The presence of residual mural thrombus may predispose to recurrent thrombotic events in acute coronary syndromes. The purpose of this study was to evaluate the effects of antithrombotic and antiplatelet agents on a preformed, fresh mural thrombus during growth of thrombus. A fresh mural thrombus was formed by perfusing severely injured arterial wall with porcine blood for 5 minutes at a shear rate of 1690 s(-1). Thrombus formation was measured by morphometric analysis (mm2/mm). The average size of a mural thrombus formed in 5 minutes was 0.14+/-0.03 mm2/mm. Progression of thrombus growth within 10 minutes triggered by the preformed thrombus was evaluated in pigs treated with r-hirudin (1 mg/kg per hour i.v.) as a probe for thrombin, high-dose heparin (250 IU/kg per hour i.v.), moderate-dose heparin (100 IU/kg per hour), moderate-dose heparin (100 IU/kg per hour) plus aspirin, aspirin alone (5 mg/kg i.v.), and placebo.
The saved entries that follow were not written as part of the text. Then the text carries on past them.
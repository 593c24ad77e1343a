//! Prometheus metrics.

use prometheus::{Encoder, IntCounter, IntCounterVec, IntGauge, Opts, Registry, TextEncoder};

/// The gateway's metric set.
pub struct Metrics {
    registry: Registry,
    /// Requests by endpoint group and status class.
    pub http_requests: IntCounterVec,
    /// Heartbeats accepted.
    pub heartbeats: IntCounter,
    /// Shell sessions opened.
    pub sessions_opened: IntCounter,
    /// Currently live shell sessions.
    pub sessions_live: IntGauge,
    /// Inventory sync cycles completed.
    pub sync_cycles: IntCounter,
}

impl Metrics {
    /// Create and register the metric set.
    ///
    /// # Panics
    ///
    /// Panics if metric registration fails, which only happens on duplicate
    /// registration and is a programming error.
    #[must_use]
    pub fn new() -> Self {
        let registry = Registry::new();

        let http_requests = IntCounterVec::new(
            Opts::new("gough_http_requests_total", "HTTP requests processed"),
            &["endpoint", "status"],
        )
        .expect("valid metric definition");
        let heartbeats = IntCounter::new("gough_heartbeats_total", "Agent heartbeats accepted")
            .expect("valid metric definition");
        let sessions_opened =
            IntCounter::new("gough_shell_sessions_opened_total", "Shell sessions opened")
                .expect("valid metric definition");
        let sessions_live = IntGauge::new("gough_shell_sessions_live", "Live shell sessions")
            .expect("valid metric definition");
        let sync_cycles =
            IntCounter::new("gough_inventory_sync_cycles_total", "Inventory sync cycles")
                .expect("valid metric definition");

        registry
            .register(Box::new(http_requests.clone()))
            .expect("register metric");
        registry
            .register(Box::new(heartbeats.clone()))
            .expect("register metric");
        registry
            .register(Box::new(sessions_opened.clone()))
            .expect("register metric");
        registry
            .register(Box::new(sessions_live.clone()))
            .expect("register metric");
        registry
            .register(Box::new(sync_cycles.clone()))
            .expect("register metric");

        Self {
            registry,
            http_requests,
            heartbeats,
            sessions_opened,
            sessions_live,
            sync_cycles,
        }
    }

    /// Render the registry in Prometheus text exposition format.
    #[must_use]
    pub fn render(&self) -> String {
        let mut buffer = Vec::new();
        let encoder = TextEncoder::new();
        if let Err(e) = encoder.encode(&self.registry.gather(), &mut buffer) {
            tracing::error!(error = %e, "metrics encoding failed");
            return String::new();
        }
        String::from_utf8(buffer).unwrap_or_default()
    }
}

impl Default for Metrics {
    fn default() -> Self {
        Self::new()
    }
}

#[cfg(test)]
mod tests {
    use super::*;

    #[test]
    fn renders_counters() {
        let metrics = Metrics::new();
        metrics.heartbeats.inc();
        metrics.sessions_opened.inc();
        metrics.sessions_live.set(3);

        let text = metrics.render();
        assert!(text.contains("gough_heartbeats_total 1"));
        assert!(text.contains("gough_shell_sessions_live 3"));
    }
}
Hirudin was associated with a significant decrease (48%) of mural thrombus area and significantly reduced growth of thrombus (0.07+/-0.01), even compared with the highest dose of heparin (0.15+/-0.03), although at lower levels of anticoagulation. Inhibition of growth of thrombus with heparin was dose dependent, showing an inverse correlation of thrombus area with mean plasma heparin concentrations (r=.77, P=.0001). Thrombus size was unchanged by aspirin (0.29+/-0.07) compared with controls (0.28+/-0.07). Direct inhibition of thrombin activity with r-hirudin completely inhibits growth of thrombus, causes dissolution of a preexisting mural thrombus, and is more effective at lower levels of anticoagulation than the highest dose of heparin at shear rates typical of a moderate coronary stenosis.